Saved entries:
☆ ☆ ☆ ☆

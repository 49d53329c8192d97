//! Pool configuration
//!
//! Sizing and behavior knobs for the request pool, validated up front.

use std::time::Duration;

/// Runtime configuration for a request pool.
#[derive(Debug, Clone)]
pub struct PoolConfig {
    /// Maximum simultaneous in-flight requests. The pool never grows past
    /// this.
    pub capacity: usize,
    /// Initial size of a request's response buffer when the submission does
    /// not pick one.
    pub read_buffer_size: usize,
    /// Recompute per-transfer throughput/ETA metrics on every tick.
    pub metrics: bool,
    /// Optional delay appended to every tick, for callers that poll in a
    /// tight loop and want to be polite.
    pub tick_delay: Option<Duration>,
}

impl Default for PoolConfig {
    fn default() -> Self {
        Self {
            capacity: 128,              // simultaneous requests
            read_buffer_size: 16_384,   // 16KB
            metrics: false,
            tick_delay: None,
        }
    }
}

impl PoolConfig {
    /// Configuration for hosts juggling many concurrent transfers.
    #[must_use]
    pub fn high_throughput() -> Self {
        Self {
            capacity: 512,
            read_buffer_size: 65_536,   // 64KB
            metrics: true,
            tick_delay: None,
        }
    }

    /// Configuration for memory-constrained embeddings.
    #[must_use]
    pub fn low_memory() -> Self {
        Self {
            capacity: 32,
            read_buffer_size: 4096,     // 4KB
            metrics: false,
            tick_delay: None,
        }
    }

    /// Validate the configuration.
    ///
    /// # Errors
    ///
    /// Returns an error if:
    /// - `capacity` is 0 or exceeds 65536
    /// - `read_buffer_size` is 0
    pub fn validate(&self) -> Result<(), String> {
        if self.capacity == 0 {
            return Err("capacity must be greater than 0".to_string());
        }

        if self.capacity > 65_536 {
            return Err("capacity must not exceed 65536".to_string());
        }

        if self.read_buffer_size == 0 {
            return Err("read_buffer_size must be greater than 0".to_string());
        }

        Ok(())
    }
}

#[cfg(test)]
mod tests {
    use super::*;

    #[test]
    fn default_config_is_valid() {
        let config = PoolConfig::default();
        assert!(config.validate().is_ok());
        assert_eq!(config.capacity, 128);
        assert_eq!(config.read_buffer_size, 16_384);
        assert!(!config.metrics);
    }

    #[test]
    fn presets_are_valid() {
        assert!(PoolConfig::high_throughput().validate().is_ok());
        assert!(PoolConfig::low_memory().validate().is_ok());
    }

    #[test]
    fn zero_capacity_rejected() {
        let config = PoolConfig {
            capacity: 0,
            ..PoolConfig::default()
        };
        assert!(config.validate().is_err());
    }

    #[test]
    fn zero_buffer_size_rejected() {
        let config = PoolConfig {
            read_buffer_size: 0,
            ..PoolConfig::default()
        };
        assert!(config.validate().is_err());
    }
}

☆ ☆ ☆ ☆

*ABOUT THIS TASK:*
Repeat each of the records exactly as written.

*RESULT:*
repository 49d53329c8192d97
//! Pool configuration
//!
//! Sizing and behavior knobs for the request pool, validated up front.

use std::time::Duration;

/// Runtime configuration for a request pool.
#[derive(Debug, Clone)]
pub struct PoolConfig {
    /// Maximum simultaneous in-flight requests. The pool never grows past
    /// this.
    pub capacity: usize,
    /// Initial size of a request's response buffer when the submission does
    /// not pick one.
    pub read_buffer_size: usize,
    /// Recompute per-transfer throughput/ETA metrics on every tick.
    pub metrics: bool,
    /// Optional delay appended to every tick, for callers that poll in a
    /// tight loop and want to be polite.
    pub tick_delay: Option<Duration>,
}

impl Default for PoolConfig {
    fn default() -> Self {
        Self {
            capacity: 128,              // simultaneous requests
            read_buffer_size: 16_384,   // 16KB
            metrics: false,
            tick_delay: None,
        }
    }
}

impl PoolConfig {
    /// Configuration for hosts juggling many concurrent transfers.
    #[must_use]
    pub fn high_throughput() -> Self {
        Self {
            capacity: 512,
            read_buffer_size: 65_536,   // 64KB
            metrics: true,
            tick_delay: None,
        }
    }

    /// Configuration for memory-constrained embeddings.
    #[must_use]
    pub fn low_memory() -> Self {
        Self {
            capacity: 32,
            read_buffer_size: 4096,     // 4KB
            metrics: false,
            tick_delay: None,
        }
    }

    /// Validate the configuration.
    ///
    /// # Errors
    ///
    /// Returns an error if:
    /// - `capacity` is 0 or exceeds 65536
    /// - `read_buffer_size` is 0
    pub fn validate(&self) -> Result<(), String> {
        if self.capacity == 0 {
            return Err("capacity must be greater than 0".to_string());
        }

        if self.capacity > 65_536 {
            return Err("capacity must not exceed 65536".to_string());
        }

        if self.read_buffer_size == 0 {
            return Err("read_buffer_size must be greater than 0".to_string());
        }

        Ok(())
    }
}

#[cfg(test)]
mod tests {
    use super::*;

    #[test]
    fn default_config_is_valid() {
        let config = PoolConfig::default();
        assert!(config.validate().is_ok());
        assert_eq!(config.capacity, 128);
        assert_eq!(config.read_buffer_size, 16_384);
        assert!(!config.metrics);
    }

    #[test]
    fn presets_are_valid() {
        assert!(PoolConfig::high_throughput().validate().is_ok());
        assert!(PoolConfig::low_memory().validate().is_ok());
    }

    #[test]
    fn zero_capacity_rejected() {
        let config = PoolConfig {
            capacity: 0,
            ..PoolConfig::default()
        };
        assert!(config.validate().is_err());
    }

    #[test]
    fn zero_buffer_size_rejected() {
        let config = PoolConfig {
            read_buffer_size: 0,
            ..PoolConfig::default()
        };
        assert!(config.validate().is_err());
    }
}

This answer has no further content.